## WHAT TO WORK ON
Below are entries. Pull out all lines containing "true".

## SUPPLIED RECORDS
* * *
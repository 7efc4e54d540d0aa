mod shield;

use crate::LcdResult;
use std::fmt::Debug;
pub use shield::*;

/// The `Keypad` trait defines the interface for keypad input devices.
pub trait Keypad: Debug {
    type Key;

    /// Reads the keys currently held down. An empty list means no key is pressed.
    fn read(&self) -> LcdResult<Vec<Self::Key>>;
}
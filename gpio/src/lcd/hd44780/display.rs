//! The 16x2 display as callers see it.

use crate::keypad::ShieldKeypad;
use crate::lcd::hd44780::backlight::Backlight;
use crate::lcd::hd44780::driver::{
    ControllerState, CursorDirection, HD44780Driver, PortHD44780Driver, ShiftTarget,
};
use crate::lcd::hd44780::pins::LCD_KEYPAD_SHIELD;
use crate::pwm::Timer2Pwm;
use crate::{IoSpace, LcdError, LcdResult};
use embedded_hal::delay::DelayNs;
use log::{debug, warn};
use std::fmt;

/// A 5x8 custom character, one byte per row, the low 5 bits of each row being the pixels.
pub type Glyph = [u8; 8];

/// Handle to the one attached LCD.
///
/// Every operation needs [Lcd162::init] to have completed and fails with
/// [LcdError::NotInitialized] otherwise.
///
/// ```no_run
/// use lcd162_gpio::lcd::hd44780::display::Lcd162;
/// use lcd162_gpio::sim::SimIoSpace;
/// use std::fmt::Write;
///
/// let io = SimIoSpace::default();
/// let mut lcd = Lcd162::shield(&io, io.delay())?;
/// lcd.init()?;
/// lcd.print_at(0, 0, "Hello")?;
/// lcd.goto_xy(0, 1)?;
/// write!(lcd, "{:>5}", 42)?;
/// # Ok::<(), Box<dyn std::error::Error>>(())
/// ```
#[derive(Debug)]
pub struct Lcd162<'a> {
    driver: PortHD44780Driver<'a>,
    keypad: ShieldKeypad,
}

impl<'a> Lcd162<'a> {
    pub const COLUMNS: u8 = 16;
    pub const ROWS: u8 = 2;
    /// DDRAM address of the first column of each row.
    pub const ROW_ADDRESSES: [u8; 2] = [0x00, 0x40];
    pub const GLYPH_SLOTS: u8 = 8;

    /// Builds the display as wired on the LCD Keypad Shield, with the Timer2 backlight.
    pub fn shield(io: &'a dyn IoSpace, delay: impl DelayNs + 'a) -> LcdResult<Self> {
        let backlight = Backlight::new(Timer2Pwm::new(io, LCD_KEYPAD_SHIELD.backlight)?);
        let driver =
            PortHD44780Driver::new(io, LCD_KEYPAD_SHIELD, delay)?.with_backlight(backlight);
        Ok(Self::new(driver))
    }

    pub fn new(driver: PortHD44780Driver<'a>) -> Self {
        Lcd162 {
            driver,
            keypad: ShieldKeypad::new(),
        }
    }

    pub fn driver(&self) -> &PortHD44780Driver<'a> {
        &self.driver
    }

    pub fn state(&self) -> ControllerState {
        self.driver.state()
    }

    fn ensure_ready(&self) -> LcdResult<()> {
        if self.driver.is_ready() {
            Ok(())
        } else {
            Err(LcdError::NotInitialized)
        }
    }

    /// Brings up the controller: two lines, 5x8 font, display on, cursor off, backlight at its
    /// default level.
    pub fn init(&mut self) -> LcdResult<()> {
        self.driver.init(true, false)?;
        debug!("{:?} ready", self.driver);
        Ok(())
    }

    /// Blanks the display and moves the cursor to the top left.
    pub fn clear(&mut self) -> LcdResult<()> {
        self.driver.clear_display()
    }

    /// Moves the cursor to the top left and undoes any shift.
    pub fn home(&mut self) -> LcdResult<()> {
        self.driver.return_home()
    }

    /// Moves the cursor to column `x` of row `y`.
    ///
    /// A column past the last one is ignored and the cursor goes to the start of the row.
    ///
    /// # Errors
    /// - `LcdError::InvalidArgument` if `y` is not 0 or 1.
    pub fn goto_xy(&mut self, x: u8, y: u8) -> LcdResult<()> {
        self.ensure_ready()?;
        let base = *Self::ROW_ADDRESSES
            .get(y as usize)
            .ok_or(LcdError::InvalidArgument)?;
        let offset = if x < Self::COLUMNS {
            x
        } else {
            warn!("Column {} out of range, going to the start of row {}", x, y);
            0
        };
        self.driver.set_ddram_address(base + offset)
    }

    /// Writes one character code at the cursor.
    pub fn write_char(&mut self, c: u8) -> LcdResult<()> {
        self.driver.send_data(c)
    }

    /// Writes character codes up to the first `0`.
    pub fn write_bytes(&mut self, bytes: &[u8]) -> LcdResult<()> {
        self.ensure_ready()?;
        for &byte in bytes.iter().take_while(|&&byte| byte != 0) {
            self.driver.send_data(byte)?;
        }
        Ok(())
    }

    /// Writes text at the cursor, up to the first NUL. `None` writes nothing.
    ///
    /// The character ROM only matches ASCII, anything else is written as `?`.
    pub fn write_string(&mut self, text: Option<&str>) -> LcdResult<()> {
        self.ensure_ready()?;
        let Some(text) = text else {
            return Ok(());
        };

        for c in text.chars().take_while(|&c| c != '\0') {
            let byte = if c.is_ascii() {
                c as u8
            } else {
                warn!("'{}' has no LCD character, writing '?'", c);
                b'?'
            };
            self.driver.send_data(byte)?;
        }
        Ok(())
    }

    /// Writes `value` in base 10.
    pub fn write_integer(&mut self, value: i16) -> LcdResult<()> {
        let mut buffer = itoa::Buffer::new();
        self.write_bytes(buffer.format(value).as_bytes())
    }

    pub fn print_at(&mut self, x: u8, y: u8, text: &str) -> LcdResult<()> {
        self.goto_xy(x, y)?;
        self.write_string(Some(text))
    }

    /// Stores a custom character in `slot`. It's then written with [Lcd162::write_char] of the
    /// slot number.
    ///
    /// The address counter is left in the glyph memory; call [Lcd162::goto_xy] before writing
    /// text again.
    ///
    /// # Errors
    /// - `LcdError::InvalidArgument` if `slot` is 8 or more.
    pub fn load_udc(&mut self, slot: u8, glyph: &Glyph) -> LcdResult<()> {
        self.ensure_ready()?;
        if slot >= Self::GLYPH_SLOTS {
            return Err(LcdError::InvalidArgument);
        }

        for (row, &bits) in (0u8..).zip(glyph.iter()) {
            self.driver.set_cgram_address((slot << 3) | row)?;
            self.driver.send_data(bits)?;
        }
        debug!("Glyph {} loaded", slot);
        Ok(())
    }

    /// Keeps the display on and sets the cursor and blinking.
    pub fn on_off_control(&mut self, cursor: bool, blink: bool) -> LcdResult<()> {
        self.driver.set_display_control(true, cursor, blink)
    }

    pub fn cursor_left(&mut self) -> LcdResult<()> {
        self.driver.cursor_shift(ShiftTarget::Cursor, CursorDirection::Left)
    }

    pub fn cursor_right(&mut self) -> LcdResult<()> {
        self.driver.cursor_shift(ShiftTarget::Cursor, CursorDirection::Right)
    }

    /// Scrolls the visible window one column left.
    pub fn shift_left(&mut self) -> LcdResult<()> {
        self.driver.cursor_shift(ShiftTarget::Display, CursorDirection::Left)
    }

    pub fn shift_right(&mut self) -> LcdResult<()> {
        self.driver.cursor_shift(ShiftTarget::Display, CursorDirection::Right)
    }

    /// Sets the backlight brightness in percent. Values above 100 are treated as 100.
    ///
    /// # Errors
    /// - `LcdError::NotSupported` if the driver has no backlight.
    pub fn set_backlight(&mut self, percent: u8) -> LcdResult<()> {
        self.ensure_ready()?;
        self.driver
            .backlight_mut()
            .ok_or(LcdError::NotSupported)?
            .set_percent(percent)
    }

    /// Reads the pressed keys as a [ShieldKey](crate::keypad::ShieldKey) mask.
    ///
    /// # Errors
    /// - `LcdError::NotImplemented` always, for now.
    pub fn read_keys(&self) -> LcdResult<u8> {
        self.keypad.read_keys()
    }
}

impl fmt::Write for Lcd162<'_> {
    fn write_str(&mut self, s: &str) -> fmt::Result {
        self.write_string(Some(s)).map_err(|err| {
            warn!("Formatted write failed: {}", err);
            fmt::Error
        })
    }
}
* * *
## SOLUTION BELOW
        self.driver.init(true, false)?;
        self.driver.set_display_control(true, cursor, blink)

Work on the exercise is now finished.